_DATASET RECORDS_
□ □ □

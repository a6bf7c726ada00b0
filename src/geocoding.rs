//! Location phrase → area-of-interest polygon.
//!
//! [`GeodiniGeocoder`] queries a geodini service:
//! `GET {endpoint}/search_complex?query=<phrase>` → `{"result": {"geometry": …}}`.
//! Only Polygon and MultiPolygon geometries are accepted as areas of interest.

use async_trait::async_trait;
use serde_json::Value;
use std::time::Duration;
use tracing::{debug, warn};

use crate::http::{build_client, send_json_with_retry};
use crate::models::Geometry;
use crate::{Error, Result};

#[async_trait]
pub trait Geocoder: Send + Sync {
    /// Returns the polygon for `phrase`, or `None` if the place is unknown.
    async fn geocode(&self, phrase: &str) -> Result<Option<Geometry>>;
}

pub struct GeodiniGeocoder {
    endpoint: String,
    client: reqwest::Client,
    max_retries: u32,
}

impl GeodiniGeocoder {
    pub fn new(endpoint: &str, timeout: Duration, max_retries: u32) -> anyhow::Result<Self> {
        Ok(Self {
            endpoint: endpoint.trim_end_matches('/').to_string(),
            client: build_client(timeout)?,
            max_retries,
        })
    }
}

#[async_trait]
impl Geocoder for GeodiniGeocoder {
    async fn geocode(&self, phrase: &str) -> Result<Option<Geometry>> {
        let url = format!("{}/search_complex", self.endpoint);
        let json = send_json_with_retry("geocoding", self.max_retries, || {
            self.client.get(&url).query(&[("query", phrase)])
        })
        .await?;
        parse_geodini_response(phrase, &json)
    }
}

fn parse_geodini_response(phrase: &str, json: &Value) -> Result<Option<Geometry>> {
    let Some(geometry) = json
        .get("result")
        .filter(|r| !r.is_null())
        .and_then(|r| r.get("geometry"))
        .filter(|g| !g.is_null())
    else {
        debug!(location = phrase, "geocoder returned no result");
        return Ok(None);
    };

    let geometry: Geometry = serde_json::from_value(geometry.clone())
        .map_err(|e| Error::external("geocoding", format!("malformed geometry: {}", e)))?;

    if !geometry.is_areal() {
        warn!(location = phrase, kind = %geometry.kind, "geocoder returned a non-polygon geometry");
        return Ok(None);
    }
    Ok(Some(geometry))
}
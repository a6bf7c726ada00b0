//! # stac-search CLI
//!
//! Natural-language search over STAC catalogs, from the terminal or as an
//! HTTP service.
//!
//! ## Usage
//!
//! ```bash
//! stac-search [--config ./stac-search.toml] <command>
//! ```
//!
//! ## Commands
//!
//! | Command | Description |
//! |---------|-------------|
//! | `stac-search serve` | Start the HTTP search API |
//! | `stac-search collections "<query>"` | Rank collections for a query |
//! | `stac-search items "<query>"` | Run a full item search |
//! | `stac-search index <url>` | Index a catalog's collections |
//! | `stac-search indexes` | List indexed catalogs |
//!
//! ## Examples
//!
//! ```bash
//! # Which collections hold aerial imagery?
//! stac-search collections "NAIP aerial imagery"
//!
//! # Search parameters only, no item search
//! stac-search items "Sentinel-2 over Paris in summer 2023 with <10% clouds" --params-only
//!
//! # Rebuild the index of another catalog
//! stac-search index https://earth-search.aws.element84.com/v1 --reload
//! ```
//!
//! Output is pretty-printed JSON on stdout; logs go to stderr and are
//! filtered by `LOG_LEVEL` or `RUST_LOG` (default `info`).

use clap::{Parser, Subcommand};
use serde::Serialize;
use std::path::PathBuf;
use std::sync::Arc;
use tracing_subscriber::EnvFilter;

use stac_search::catalog_index::CatalogIndex;
use stac_search::config::{self, Config};
use stac_search::models::Query;
use stac_search::orchestrator::SearchOrchestrator;
use stac_search::server;
use stac_search::store::{IndexStore, SqliteIndexStore};

/// Natural-language search over STAC catalogs.
#[derive(Parser)]
#[command(name = "stac-search", version)]
struct Cli {
    /// Path to configuration file (TOML).
    ///
    /// Without it, built-in defaults plus environment overrides are used.
    #[arg(long, global = true)]
    config: Option<PathBuf>,

    #[command(subcommand)]
    command: Commands,
}

#[derive(Subcommand)]
enum Commands {
    /// Start the HTTP search API on `[server].bind`.
    Serve,

    /// Rank the collections of a catalog for a query.
    Collections {
        query: String,

        /// Catalog URL (defaults to `[catalog].default_url`).
        #[arg(long)]
        catalog: Option<String>,
    },

    /// Search a catalog for items matching a query.
    Items {
        query: String,

        /// Catalog URL (defaults to `[catalog].default_url`).
        #[arg(long)]
        catalog: Option<String>,

        /// Print the STAC search parameters without running the search.
        #[arg(long)]
        params_only: bool,

        /// Maximum number of items to return.
        #[arg(long)]
        limit: Option<usize>,
    },

    /// Build the collection index for a catalog.
    Index {
        url: String,

        /// Drop and rebuild an existing index.
        #[arg(long)]
        reload: bool,
    },

    /// List indexed catalogs.
    Indexes,
}

fn init_tracing() {
    let filter = std::env::var("LOG_LEVEL")
        .ok()
        .and_then(|level| EnvFilter::try_new(level).ok())
        .or_else(|| EnvFilter::try_from_default_env().ok())
        .unwrap_or_else(|| EnvFilter::new("info"));

    tracing_subscriber::fmt()
        .with_env_filter(filter)
        .with_writer(std::io::stderr)
        .init();
}

fn print_json<T: Serialize>(value: &T) -> anyhow::Result<()> {
    println!("{}", serde_json::to_string_pretty(value)?);
    Ok(())
}

fn load(path: Option<&PathBuf>) -> anyhow::Result<Config> {
    match path {
        Some(path) => config::load_config(path),
        None => config::default_config(),
    }
}

#[tokio::main]
async fn main() -> anyhow::Result<()> {
    init_tracing();
    let cli = Cli::parse();

    let cfg = load(cli.config.as_ref())?;

    match cli.command {
        Commands::Serve => {
            let orchestrator = Arc::new(SearchOrchestrator::from_config(&cfg).await?);
            server::run_server(&cfg, orchestrator).await?;
        }
        Commands::Collections { query, catalog } => {
            let orchestrator = SearchOrchestrator::from_config(&cfg).await?;
            let results = orchestrator
                .search_collections(&query, catalog.as_deref())
                .await?;
            print_json(&results)?;
        }
        Commands::Items {
            query,
            catalog,
            params_only,
            limit,
        } => {
            let query = Query {
                text: query,
                catalog_url: catalog,
                limit,
                return_params_only: params_only,
            };
            let orchestrator = SearchOrchestrator::from_config(&cfg).await?;
            let result = orchestrator.search(&query).await?;
            print_json(&result)?;
        }
        // Index maintenance needs no LLM.
        Commands::Index { url, reload } => {
            let index = CatalogIndex::from_config(&cfg).await?;
            let status = if reload {
                index.reload(&url).await
            } else {
                index.ensure_indexed(&url).await
            };
            print_json(&status)?;
            if !status.success {
                anyhow::bail!(
                    "indexing failed: {}",
                    status.error.as_deref().unwrap_or("unknown error")
                );
            }
        }
        Commands::Indexes => {
            let store = SqliteIndexStore::open(&cfg.index.path).await?;
            print_json(&store.list_namespaces().await?)?;
        }
    }

    Ok(())
}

□ □ □

_ASSIGNMENT_
Please retype the listing word for word, from its first line through the line containing "pub trait Geocoder: Send", and add nothing else.

_OUTPUT FOR THIS EXERCISE_
repository a6bf7c726ada00b0
filename src/geocoding.rs
//! Location phrase → area-of-interest polygon.
//!
//! [`GeodiniGeocoder`] queries a geodini service:
//! `GET {endpoint}/search_complex?query=<phrase>` → `{"result": {"geometry": …}}`.
//! Only Polygon and MultiPolygon geometries are accepted as areas of interest.

use async_trait::async_trait;
use serde_json::Value;
use std::time::Duration;
use tracing::{debug, warn};

use crate::http::{build_client, send_json_with_retry};
use crate::models::Geometry;
use crate::{Error, Result};

#[async_trait]
pub trait Geocoder: Send + Sync {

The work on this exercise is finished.